David Autor, Andreas Ravndal Kostol, Magne Mogstad, Bradley Setzler, NBER: Disability Benefits, Consumption Insurance, and Household Labor Supply.We comprehensively assess these missing margins in the context of Norway's DI system, drawing on two strengths of the Norwegian environment. First, Norwegian register data allow us to characterize the household impacts and fiscal costs of disability receipt by linking employment, taxation, benefits receipt, and assets at the person and household level. Second, random assignment of DI applicants to Norwegian judges who differ systematically in their leniency allows us to recover the causal effects of DI allowance on individuals at the margin of program entry. Accounting for the total effect of DI allowances on both household labor supply and net payments across all public transfer programs substantially alters our picture of the consumption benefits and fiscal costs of disability receipt. While DI allowance causes a significant increase in household income and consumption on average, it has little impact on income or consumption of married applicants because spousal earnings responses (via the added worker effect) and benefit substitution entirely offset DI benefit payments among those who are allowed relative to those who are denied.

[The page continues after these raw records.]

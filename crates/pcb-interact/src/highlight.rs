//! Screen-space projection of hovered primitives.

use serde::Serialize;

use crate::geometry::polygon_bounding_box;
use crate::primitives::{Primitive, PrimitiveShape};
use crate::transform::Matrix;
use crate::types::Point;

/// Element kinds that are only ever highlighted through their pads/holes.
const NEVER_HIGHLIGHTED: &[&str] = &["pcb_via", "pcb_component"];

#[derive(Debug, Clone, PartialEq, Serialize)]
pub struct HighlightedPrimitive {
    #[serde(flatten)]
    pub primitive: Primitive,
    pub screen_x: f64,
    pub screen_y: f64,
    pub screen_w: f64,
    pub screen_h: f64,
    /// Rank among earlier highlights with an identical screen box. Only used
    /// to offset labels; it plays no part in hit-testing.
    pub same_space_index: usize,
}

impl HighlightedPrimitive {
    fn same_space(&self, x: f64, y: f64, w: f64, h: f64) -> bool {
        self.screen_x == x && self.screen_y == y && self.screen_w == w && self.screen_h == h
    }
}

/// Real-world centre and size of a primitive, if it has any extent.
pub fn primitive_extent(primitive: &Primitive) -> Option<(Point, f64, f64)> {
    match &primitive.shape {
        PrimitiveShape::Polygon { points } | PrimitiveShape::PolygonWithArcs { points } => {
            let bbox = polygon_bounding_box(points)?;
            Some((bbox.center(), bbox.width(), bbox.height()))
        }
        PrimitiveShape::Rect { x, y, w, h, .. } | PrimitiveShape::Pill { x, y, w, h, .. } => {
            Some((Point::new(*x, *y), *w, *h))
        }
        PrimitiveShape::Circle { x, y, r } => Some((Point::new(*x, *y), r * 2.0, r * 2.0)),
        PrimitiveShape::Oval { x, y, rx, ry } => Some((Point::new(*x, *y), rx * 2.0, ry * 2.0)),
        PrimitiveShape::Line {
            x1,
            y1,
            x2,
            y2,
            width,
        } => Some((
            Point::new((x1 + x2) / 2.0, (y1 + y2) / 2.0),
            (x2 - x1).abs() + width,
            (y2 - y1).abs() + width,
        )),
        PrimitiveShape::Text { .. } => None,
    }
}

/// Project hit primitives into screen space.
///
/// `same_space_index` is found by rescanning the output built so far, which
/// is quadratic; hover sets are a handful of primitives so this stays cheap.
pub fn project_highlights<'a, I>(hits: I, transform: &Matrix) -> Vec<HighlightedPrimitive>
where
    I: IntoIterator<Item = &'a Primitive>,
{
    let scale = transform.linear_scale();
    let mut out: Vec<HighlightedPrimitive> = Vec::new();
    for primitive in hits {
        if primitive.is_drill() || NEVER_HIGHLIGHTED.contains(&primitive.source.element_type.as_str())
        {
            continue;
        }
        let Some((center, w, h)) = primitive_extent(primitive) else {
            continue;
        };
        let screen = transform.apply(center);
        let (screen_w, screen_h) = (w * scale, h * scale);
        let same_space_index = out
            .iter()
            .filter(|o| o.same_space(screen.x, screen.y, screen_w, screen_h))
            .count();
        out.push(HighlightedPrimitive {
            primitive: primitive.clone(),
            screen_x: screen.x,
            screen_y: screen.y,
            screen_w,
            screen_h,
            same_space_index,
        });
    }
    out
}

Yannis Paschalidis, Harvard Business Review: How Machine Learning Is Helping Us Predict Heart Disease and Diabetes. In an ongoing effort with Boston-area hospitals, including the Boston Medical Center and the Brigham and Women’s Hospital, we found that we could predict hospitalizations due to these two chronic diseases about a year in advance with an accuracy rate of as much as 82%. This will give care providers the chance to intervene much earlier and head off hospitalizations. Our team is also working with the Department of Surgery at the Boston Medical Center and can predict readmissions within 30 days of general surgery; the hope is to guide postoperative care in order to prevent them.